DNA was extracted from 94 microdissected human kidney tubule epithelial samples from routine surgical nephrectomies. Samples were de-identified and the corresponding clinical information was collected by an individual not involved in the research protocol. The study was approved by the Institutional Review Boards of the Albert Einstein College of Medicine Montefiore Medical Center (IRB#2002-202) and the University of Pennsylvania. Histological analysis was performed by an expert pathologist (IRB#815796). Dissected tissue was homogenized and genomic DNA extracted with the DNAeasy kit (Qiagen, Hilden, Germany). Control samples were defined by eGFR greater than 60 ml/min per 1.73 m2, absence of significant proteinuria, and less than 10% fibrosis on histology. Samples with significant hematuria or other signs of glomerulonephritis (HIV, hepatitis, or lupus) were excluded, as well as one sample with missing clinical data. Genomic DNA (200 ng) was purified using the DNeasy Blood and Tissue Kit (Qiagen, Hilden, Germany) following the manufacturer’s protocol. Purified DNA quality and concentration were assessed with NanoDrop ND-1000 (Thermo Fisher Scientific, Waltham, MA, USA) and by Quant-iT PicoGreen dsDNA Assay Kit (Life Technologies, Carlsbad, CA, USA) prior to bisulfite conversion.

DNA methylation was measured using the Infinium HumanMethylation450 Beadchip (Illumina, San Diego, CA), with 485,000 CpG sites across the genome examined. Most pre-process and quality control steps were conducted by Minfi package (v1.19.14)41. We corrected the raw signal intensities according to the background intensity and then removed probes with a P-value >0.01 in any samples. We further removed probes targeting SNPs and probes that contained a SNP within the probe or within 1 base pair to the probe (MAF>0.01 according to dbSNP137). The process yielded 418,329 probes for analysis. One subject was excluded after principal component analysis showed they were not within ±3 standard deviations from the mean of a PC1, PC2, and PC3. The proportion of methylation at each CpG site was taken as the beta value, which was calculated from the intensities of the methylated (m) and unmethylated (u) probes [β = m/(m+u+100)]. Beta-mixture quantile normalization was performed using RnBeads package (v0.99.19)51 to adjust for type 2 bias. In addition, the bisulfite conversion efficiency was estimated by the bisulfite conversion control probes according to the Illumina guidelines. The annotation data were acquired from Bioconductor package IlluminaHumanMethylation450kanno.ilmn12.hg19 (v0.2.1).

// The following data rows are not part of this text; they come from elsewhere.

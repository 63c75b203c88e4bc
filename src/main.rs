use std::sync::Arc;

use clap::{Parser, Subcommand};
use serde::Serialize;
use uuid::Uuid;

use seatsync::channel::WsSource;
use seatsync::config::{ConfigError, SyncConfig};
use seatsync::model::GuestFilter;
use seatsync::room::{Room, RoomError, RoomView, SurfaceRole};
use seatsync::store::{CanonicalStore, HttpStore, StoreError};

#[derive(Debug, thiserror::Error)]
enum CliError {
    #[error(transparent)]
    Config(#[from] ConfigError),
    #[error(transparent)]
    Store(#[from] StoreError),
    #[error(transparent)]
    Room(#[from] RoomError),
    #[error("invalid JSON output: {0}")]
    Json(#[from] serde_json::Error),
}

#[derive(Parser, Debug)]
#[command(name = "seatsync", about = "Venue seating layout sync client")]
struct Cli {
    /// Overrides SEATSYNC_BASE_URL. The websocket URL is re-derived unless
    /// SEATSYNC_WS_URL is set.
    #[arg(long)]
    base_url: Option<String>,

    #[arg(long, env = "SEATSYNC_TOKEN", hide_env_values = true)]
    token: Option<String>,

    #[command(subcommand)]
    command: Command,
}

#[derive(Subcommand, Debug)]
enum Command {
    /// Join an event and log every reconciled view until interrupted.
    Watch {
        event_id: Uuid,
        /// Join as a check-in surface instead of an editor.
        #[arg(long, default_value_t = false)]
        check_in: bool,
    },
    /// List guests for an event.
    Guests {
        event_id: Uuid,
        #[arg(long)]
        search: Option<String>,
        #[arg(long)]
        checked_in: Option<bool>,
    },
    /// Attendance counters for an event.
    Summary { event_id: Uuid },
    CheckIn { event_id: Uuid, guest_id: Uuid },
    CheckOut { event_id: Uuid, guest_id: Uuid },
}

#[tokio::main]
async fn main() -> Result<(), CliError> {
    dotenvy::dotenv().ok();
    tracing_subscriber::fmt::init();

    let cli = Cli::parse();
    let mut config = SyncConfig::from_env()?;
    if let Some(base_url) = cli.base_url {
        config.base_url = base_url.trim_end_matches('/').to_owned();
        if std::env::var("SEATSYNC_WS_URL").is_err() {
            config.ws_url = seatsync::config::ws_url(&config.base_url)?;
        }
    }
    if cli.token.is_some() {
        config.token = cli.token;
    }

    let store = Arc::new(HttpStore::from_config(&config)?);
    match cli.command {
        Command::Watch { event_id, check_in } => {
            let role = if check_in { SurfaceRole::CheckIn } else { SurfaceRole::Editor };
            run_watch(config, store, event_id, role).await
        }
        Command::Guests { event_id, search, checked_in } => {
            let filter = GuestFilter { search, checked_in };
            print_json(&store.pull_guests(event_id, &filter).await?)
        }
        Command::Summary { event_id } => print_json(&store.pull_summary(event_id).await?),
        Command::CheckIn { event_id, guest_id } => print_json(&store.check_in(event_id, guest_id).await?),
        Command::CheckOut { event_id, guest_id } => print_json(&store.check_out(event_id, guest_id).await?),
    }
}

async fn run_watch(
    config: SyncConfig,
    store: Arc<HttpStore>,
    event_id: Uuid,
    role: SurfaceRole,
) -> Result<(), CliError> {
    let source = Arc::new(WsSource::from_config(&config));
    let room = Room::spawn(event_id, role, store, source, config);
    tracing::info!(event_id = %room.event_id(), ?role, "watching event");
    let mut views = room.watch();

    loop {
        tokio::select! {
            changed = views.changed() => {
                if changed.is_err() {
                    break;
                }
                let view = views.borrow_and_update().clone();
                log_view(&view);
            }
            _ = tokio::signal::ctrl_c() => {
                tracing::info!(%event_id, "interrupted; leaving event");
                room.close().await?;
                break;
            }
        }
    }
    Ok(())
}

fn log_view(view: &RoomView) {
    tracing::info!(
        revision = view.revision,
        status = ?view.status,
        stale = view.stale,
        tables = view.summary.total_tables,
        seats = view.summary.total_seats,
        assigned = view.summary.assigned_seats,
        guests = view.summary.total_guests,
        checked_in = view.summary.checked_in,
        "view updated"
    );
    if let Some(notice) = &view.last_notice {
        tracing::warn!(code = notice.code, retryable = notice.retryable, "{}", notice.message);
    }
}

fn print_json(value: &impl Serialize) -> Result<(), CliError> {
    println!("{}", serde_json::to_string_pretty(value)?);
    Ok(())
}
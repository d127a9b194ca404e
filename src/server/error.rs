//! Error types for the server

use crate::error::{ErrorKind, PipelineError};
use axum::{
    http::StatusCode,
    response::{IntoResponse, Response},
    Json,
};
use serde_json::json;
use thiserror::Error;

#[derive(Error, Debug)]
pub enum ServerError {
    #[error("cannot predict: {0}")]
    BadRequest(String),

    #[error("cannot predict: missing artifact {0}")]
    ArtifactUnavailable(String),

    #[error("Internal error: {0}")]
    Internal(String),
}

impl ServerError {
    /// Classify a failure raised while loading the serving artifacts.
    pub fn from_load(err: PipelineError) -> Self {
        match err.root() {
            PipelineError::ArtifactMissing(path) => ServerError::ArtifactUnavailable(path.clone()),
            PipelineError::CorruptArtifact { path, reason } => {
                ServerError::ArtifactUnavailable(format!("{} ({})", path, reason))
            }
            _ if err.kind() == ErrorKind::Io => ServerError::ArtifactUnavailable(err.to_string()),
            _ => ServerError::Internal(err.to_string()),
        }
    }
}

impl From<PipelineError> for ServerError {
    fn from(err: PipelineError) -> Self {
        match err.kind() {
            ErrorKind::Validation => ServerError::BadRequest(err.root().to_string()),
            ErrorKind::Io => ServerError::from_load(err),
            ErrorKind::Config | ErrorKind::Computation => ServerError::Internal(err.to_string()),
        }
    }
}

impl IntoResponse for ServerError {
    fn into_response(self) -> Response {
        let status = match &self {
            ServerError::BadRequest(_) => StatusCode::BAD_REQUEST,
            ServerError::ArtifactUnavailable(detail) => {
                tracing::warn!(detail = %detail, "Prediction requested without usable artifacts");
                StatusCode::SERVICE_UNAVAILABLE
            }
            ServerError::Internal(detail) => {
                tracing::error!(detail = %detail, "Internal server error");
                StatusCode::INTERNAL_SERVER_ERROR
            }
        };
        let message = match &self {
            ServerError::Internal(_) => "An internal error occurred".to_string(),
            other => other.to_string(),
        };

        let body = Json(json!({
            "error": true,
            "message": message,
        }));

        (status, body).into_response()
    }
}

pub type Result<T> = std::result::Result<T, ServerError>;
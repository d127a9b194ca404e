//! Raw dataset column validation

use super::Stage;
use crate::config::{DataValidationConfig, Schema};
use crate::data::load_csv;
use crate::error::{PipelineError, Result, StageContext};
use polars::prelude::DataFrame;
use tracing::{info, warn};

/// Compare the frame's column names, as a set, with `required`.
pub fn validate_columns(df: &DataFrame, required: &[String]) -> Result<()> {
    let mut expected: Vec<&str> = required.iter().map(String::as_str).collect();
    let mut actual: Vec<&str> = df.get_column_names().into_iter().map(|n| n.as_str()).collect();
    expected.sort_unstable();
    actual.sort_unstable();

    if expected == actual {
        info!(columns = expected.len(), "Data column validation successful");
        return Ok(());
    }

    warn!("Data column validation unsuccessful");
    let message = if expected.len() == actual.len() {
        warn!(required = ?expected, found = ?actual, "Number of columns is same. Check column names");
        format!(
            "column names differ: required {:?}, found {:?}",
            expected, actual
        )
    } else {
        warn!(
            required = expected.len(),
            found = actual.len(),
            "Number of columns mismatch"
        );
        format!(
            "column count differs: required {}, found {}",
            expected.len(),
            actual.len()
        )
    };
    Err(PipelineError::ValidationError(message))
}

/// Read the raw dataset and check it against the external data schema.
pub fn validate_raw_dataset(config: &DataValidationConfig, schema: &Schema) -> Result<()> {
    const STAGE: &str = Stage::Validation.name();
    let df = load_csv(&config.external_path).in_stage(STAGE)?;
    validate_columns(&df, schema.external_columns()).in_stage(STAGE)
}
//! Standard scaling

use crate::error::{PipelineError, Result};
use polars::prelude::*;
use serde::{Deserialize, Serialize};

/// Statistics learned for one column
#[derive(Debug, Clone, Copy, PartialEq, Serialize, Deserialize)]
pub struct ScalerParams {
    /// Training mean
    pub mean: f64,
    /// Population standard deviation, 1.0 for constant columns
    pub scale: f64,
}

/// Z-score scaler over `Float64` columns.
///
/// With `with_mean` off the column is only divided by its standard deviation,
/// which keeps zeros at zero.
#[derive(Debug, Clone, Serialize, Deserialize)]
pub struct StandardScaler {
    with_mean: bool,
    params: Vec<(String, ScalerParams)>,
    is_fitted: bool,
}

impl StandardScaler {
    pub fn new(with_mean: bool) -> Self {
        Self {
            with_mean,
            params: Vec::new(),
            is_fitted: false,
        }
    }

    pub fn fit(&mut self, df: &DataFrame, columns: &[&str]) -> Result<&mut Self> {
        let mut params = Vec::with_capacity(columns.len());
        for col_name in columns {
            let column = df
                .column(col_name)
                .map_err(|_| PipelineError::FeatureNotFound(col_name.to_string()))?;
            params.push((
                col_name.to_string(),
                compute_params(col_name, column.as_materialized_series())?,
            ));
        }

        self.params = params;
        self.is_fitted = true;
        Ok(self)
    }

    pub fn transform(&self, df: &DataFrame) -> Result<DataFrame> {
        if !self.is_fitted {
            return Err(PipelineError::ModelNotFitted);
        }

        let mut result = df.clone();
        for (col_name, params) in &self.params {
            let column = df
                .column(col_name)
                .map_err(|_| PipelineError::FeatureNotFound(col_name.clone()))?;
            let scaled = self.scale_series(column.as_materialized_series(), params)?;
            result.with_column(scaled)?;
        }

        Ok(result)
    }

    pub fn fit_transform(&mut self, df: &DataFrame, columns: &[&str]) -> Result<DataFrame> {
        self.fit(df, columns)?;
        self.transform(df)
    }

    pub fn params(&self, column: &str) -> Option<&ScalerParams> {
        self.params
            .iter()
            .find(|(name, _)| name == column)
            .map(|(_, p)| p)
    }

    pub fn with_mean(&self) -> bool {
        self.with_mean
    }

    fn scale_series(&self, series: &Series, params: &ScalerParams) -> Result<Series> {
        let center = if self.with_mean { params.mean } else { 0.0 };
        let scaled: Float64Chunked = series
            .f64()?
            .into_iter()
            .map(|opt| opt.map(|v| (v - center) / params.scale))
            .collect();

        Ok(scaled.with_name(series.name().clone()).into_series())
    }
}

fn compute_params(name: &str, series: &Series) -> Result<ScalerParams> {
    let ca = series.f64()?;
    let (mean, std) = match (ca.mean(), ca.std(0)) {
        (Some(mean), Some(std)) => (mean, std),
        _ => {
            return Err(PipelineError::ComputationError(format!(
                "cannot scale column '{}' without observed values",
                name
            )))
        }
    };
    if !mean.is_finite() || !std.is_finite() {
        return Err(PipelineError::ComputationError(format!(
            "non-finite statistics for column '{}'",
            name
        )));
    }

    Ok(ScalerParams {
        mean,
        scale: if std < 10.0 * f64::EPSILON { 1.0 } else { std },
    })
}
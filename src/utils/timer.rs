//! Stage timing

use std::time::{Duration, Instant};
use tracing::info;

/// Timer for measuring execution time
#[derive(Debug)]
pub struct Timer {
    name: String,
    start: Instant,
}

impl Timer {
    /// Create and start a new timer
    pub fn start(name: impl Into<String>) -> Self {
        Self {
            name: name.into(),
            start: Instant::now(),
        }
    }

    pub fn elapsed(&self) -> Duration {
        self.start.elapsed()
    }

    pub fn elapsed_secs(&self) -> f64 {
        self.start.elapsed().as_secs_f64()
    }

    /// Stop and log the timer
    pub fn stop(self) -> Duration {
        let elapsed = self.start.elapsed();
        info!("{} completed in {:.3}s", self.name, elapsed.as_secs_f64());
        elapsed
    }
}
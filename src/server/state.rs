//! Application state management

use crate::config::ModelPredictionConfig;
use crate::inference::Predictor;
use tokio::sync::RwLock;
use tracing::info;

use super::error::{Result, ServerError};

/// Application state shared across handlers
pub struct AppState {
    pub artifacts: ModelPredictionConfig,
    predictor: RwLock<Option<Predictor>>,
}

impl AppState {
    pub fn new(artifacts: ModelPredictionConfig) -> Self {
        Self {
            artifacts,
            predictor: RwLock::new(None),
        }
    }

    /// Start with an already loaded predictor.
    pub fn with_predictor(artifacts: ModelPredictionConfig, predictor: Predictor) -> Self {
        Self {
            artifacts,
            predictor: RwLock::new(Some(predictor)),
        }
    }

    /// Cached predictor, loading it on first use. A failed load is not cached
    /// so artifacts deployed later are picked up.
    pub async fn predictor(&self) -> Result<Predictor> {
        if let Some(predictor) = self.predictor.read().await.as_ref() {
            return Ok(predictor.clone());
        }

        let mut slot = self.predictor.write().await;
        if let Some(predictor) = slot.as_ref() {
            return Ok(predictor.clone());
        }
        let artifacts = self.artifacts.clone();
        let predictor = tokio::task::spawn_blocking(move || Predictor::load(&artifacts))
            .await
            .map_err(|e| ServerError::Internal(format!("artifact load task failed: {}", e)))?
            .map_err(ServerError::from_load)?;
        info!("Predictor cached for serving");
        *slot = Some(predictor.clone());
        Ok(predictor)
    }

    pub async fn is_loaded(&self) -> bool {
        self.predictor.read().await.is_some()
    }
}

Statistical analyses of kidney DNA methylation and fibrosis

Multiple linear regression was used to assess the relationship between methylation and either eGFR or percent renal fibrosis at baseline. Beta value was transformed to M (M = log2[beta/(1-beta)]), and M was taken as the dependent variable while eGFR or fibrosis were the independent variables; covariates included age, sex, race, DM type, HTN type, batch, and conversion efficiency.

Data availability

TFBS chromatin immunoprecipitation-sequencing data (161 TFBS in 91 human cell types) was acquired from ENCODE project TFBS clusters, which included 690 datasets that passed quality assessment through the ENCODE March 2012 data freeze (http://hgdownload.cse.ucsc.edu/goldenpath/hg19/encodeDCC/wgEncodeRegTfbsClustered/). The eight individual renal tracks, which were part of the clustered file, were accessed at the ENCODE Uniform Peaks page (http://genome.ucsc.edu/cgi-bin/hgTrackUi?db=hg19&g=wgEncodeAwgTfbsUniform). The GEO accession numbers for the three histone modification tracks from adult kidney were GSM670025 (H3K4me1), GSM621648 (H3K4me3), and GSM1112806 (H3K27ac). The summary statistics from the meta-analysis of the ARIC and FHS studies have been submitted to dbGaP accession phs000930 and can be requested from there. Additional data and programming code that support the findings of this study are available from the authors upon request.